I never see it registering the gpu plugin

Interesting, it's waiting for a "signal". Comparing to my logs, the next steps should be:

...
1 manager.go:71] Received new list of plugins: [gpu]
1 manager.go:110] Adding a new plugin "gpu"
...

It looks like the main.go from this ROCm plugin Here entered some k8s plugin manager code. I dont know how that stuff works, or why it's not receiving a signal for your gpu plugin.

I took a deeper look and that code I linked, and it is just the constructor (i dont know Go). It appears the .run() at the bottom is where the plugin manager starts Here.

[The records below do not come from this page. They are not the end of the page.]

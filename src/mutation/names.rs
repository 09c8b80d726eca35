//! Name-level mutations: surname parsing, shortening, letter duplication

use rand::Rng;

use super::chance;
use crate::settings::Settings;
use crate::types::{Mutated, NamePair};

/// Joiners used when all surname parts are kept
const SURNAME_JOINERS: [&str; 3] = ["", "_", "."];

/// Reduce a multi-part surname to a single token.
///
/// Uniformly keeps the first part, keeps the second part, or joins every part
/// with one of `""`, `_` or `.`. Single-part surnames are returned as-is.
pub fn parse_surname<R: Rng + ?Sized>(surname: &str, rng: &mut R) -> String {
    let parts: Vec<&str> = surname.split_whitespace().collect();
    if parts.len() < 2 {
        return surname.trim().to_string();
    }

    let joiner = SURNAME_JOINERS[rng.gen_range(0..SURNAME_JOINERS.len())];
    match rng.gen_range(0..3) {
        0 => parts[0].to_string(),
        1 => parts[1].to_string(),
        _ => parts.join(joiner),
    }
}

/// Shorten either the name or the surname.
///
/// A name becomes its first letter or its first `len/2 + 1` or `len/3 + 1`
/// letters; a surname its first letter or its first `len/2 + 1` letters.
pub fn shorten<R: Rng + ?Sized>(pair: &NamePair, settings: &Settings, rng: &mut R) -> NamePair {
    let mut shortened = pair.clone();
    if chance(rng, settings.shorten_name_prb) {
        shortened.name = if rng.gen::<bool>() {
            take_chars(&pair.name, 1)
        } else {
            let divisor = if rng.gen::<bool>() { 2 } else { 3 };
            take_chars(&pair.name, pair.name.chars().count() / divisor + 1)
        };
    } else {
        shortened.surname = if rng.gen::<bool>() {
            take_chars(&pair.surname, 1)
        } else {
            take_chars(&pair.surname, pair.surname.chars().count() / 2 + 1)
        };
    }
    shortened
}

/// Duplicate one random letter of either the name or the surname (50/50)
pub fn duplicate_letter<R: Rng + ?Sized>(pair: &NamePair, rng: &mut R) -> Mutated<NamePair> {
    let mut result = pair.clone();
    let target = if rng.gen::<bool>() {
        &mut result.name
    } else {
        &mut result.surname
    };

    let len = target.chars().count();
    if len == 0 {
        return Mutated::unchanged(result);
    }

    let idx = rng.gen_range(0..len);
    *target = duplicate_at(target, idx);
    Mutated::changed(result)
}

/// Insert a copy of the character at `idx` right after it
pub fn duplicate_at(s: &str, idx: usize) -> String {
    let mut out = String::with_capacity(s.len() + 1);
    for (i, c) in s.chars().enumerate() {
        out.push(c);
        if i == idx {
            out.push(c);
        }
    }
    out
}

fn take_chars(s: &str, n: usize) -> String {
    s.chars().take(n).collect()
}

#[cfg(test)]
mod tests {
    use super::*;
    use rand::rngs::StdRng;
    use rand::SeedableRng;

    #[test]
    fn test_parse_surname_outcomes() {
        let allowed = ["doe", "cari", "doe_cari", "doe.cari", "doecari"];
        let mut rng = StdRng::seed_from_u64(21);
        let mut seen = std::collections::HashSet::new();
        for _ in 0..500 {
            let parsed = parse_surname("doe cari", &mut rng);
            assert!(allowed.contains(&parsed.as_str()), "unexpected {}", parsed);
            seen.insert(parsed);
        }
        assert_eq!(seen.len(), allowed.len());
    }

    #[test]
    fn test_parse_surname_three_parts() {
        let mut rng = StdRng::seed_from_u64(22);
        for _ in 0..200 {
            let parsed = parse_surname("de la cruz", &mut rng);
            assert!(["de", "la", "delacruz", "de_la_cruz", "de.la.cruz"].contains(&parsed.as_str()));
        }
    }

    #[test]
    fn test_parse_surname_single_part() {
        let mut rng = StdRng::seed_from_u64(23);
        assert_eq!(parse_surname("doe", &mut rng), "doe");
    }

    #[test]
    fn test_shorten_name_only() {
        let settings = Settings {
            shorten_name_prb: 1.0,
            ..Default::default()
        };
        let pair = NamePair::new("maria", "carreras");
        let mut rng = StdRng::seed_from_u64(24);
        for _ in 0..200 {
            let short = shorten(&pair, &settings, &mut rng);
            assert_eq!(short.surname, "carreras");
            // 1 char, 5/2+1 = 3 chars or 5/3+1 = 2 chars
            assert!(["m", "mar", "ma"].contains(&short.name.as_str()), "{}", short.name);
        }
    }

    #[test]
    fn test_shorten_surname_only() {
        let settings = Settings {
            shorten_name_prb: 0.0,
            ..Default::default()
        };
        let pair = NamePair::new("maria", "carreras");
        let mut rng = StdRng::seed_from_u64(25);
        for _ in 0..200 {
            let short = shorten(&pair, &settings, &mut rng);
            assert_eq!(short.name, "maria");
            assert!(["c", "carre"].contains(&short.surname.as_str()), "{}", short.surname);
        }
    }

    #[test]
    fn test_duplicate_at() {
        assert_eq!(duplicate_at("doe", 1), "dooe");
        assert_eq!(duplicate_at("doe", 0), "ddoe");
        assert_eq!(duplicate_at("doe", 2), "doee");
        assert_eq!(duplicate_at("doe", 9), "doe");
    }

    #[test]
    fn test_duplicate_letter_grows_one_side() {
        let pair = NamePair::new("john", "doe");
        let mut rng = StdRng::seed_from_u64(26);
        for _ in 0..200 {
            let out = duplicate_letter(&pair, &mut rng);
            assert!(out.applied);
            let grown = out.value.name.len() + out.value.surname.len();
            assert_eq!(grown, 8);
            assert!(out.value.name == "john" || out.value.surname == "doe");
        }
    }

    #[test]
    fn test_duplicate_letter_empty_side() {
        let pair = NamePair::new("", "");
        let mut rng = StdRng::seed_from_u64(27);
        let out = duplicate_letter(&pair, &mut rng);
        assert!(!out.applied);
        assert_eq!(out.value, pair);
    }
}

Based on this code comment, maybe you dont have the ROCm kernel/driver installed on each of your nodes?

go func() {
		// /sys/class/kfd only exists if ROCm kernel/driver is installed
		var path = "/sys/class/kfd"
		if _, err := os.Stat(path); err == nil {
			l.ResUpdateChan <- []string{"gpu"}
		}
	}()
manager.Run()

Does this file/filelink exist on your nodes? ls -la /sys/class/kfd

It exists on my node:

➜ nathan@rodan  ~  ls -la /sys/class/kfd
total 0
drwxr-xr-x  2 root root 0 Jan 27 16:56 .
drwxr-xr-x 81 root root 0 Jan 27 16:56 ..
lrwxrwxrwx  1 root root 0 Jan 27 16:56 kfd -> ../../devices/virtual/kfd/kfd

I'm not sure how I got that ROCm module. I don't remember installing it. I'm just running Ubuntu 22.04 server edition.

Maybe I have the wrong extension loaded. Talos Linux has these extension modules, one of which is amdgpu-firmware. I'm guessing that is probably different than the rocm package.

https://github.com/siderolabs/extensions?tab=readme-ov-file

ls -la /sys/class/kfd

this does not exist on my nodes.

Based on my reading of the pre-reqs links, it's unclear exactly which modules and software you need, but it does say:

ROCm kernel or latest AMD GPU Linux driver

You should be able to confirm if the AMDGPU kernel module is loaded. The lspci -v command shows verbose details of your PCIe devices and includes the kernel module associated with each device. Here's mine (Just upgraded my GPU yesterday):

➜ nathan@rodan  ~  lspci -v

<skipping lots of other devices...>

03:00.0 VGA compatible controller: Advanced Micro Devices, Inc. [AMD/ATI] Navi 23 [Radeon RX 6600/6600 XT/6600M] (rev c1) (prog-if 00 [VGA controller])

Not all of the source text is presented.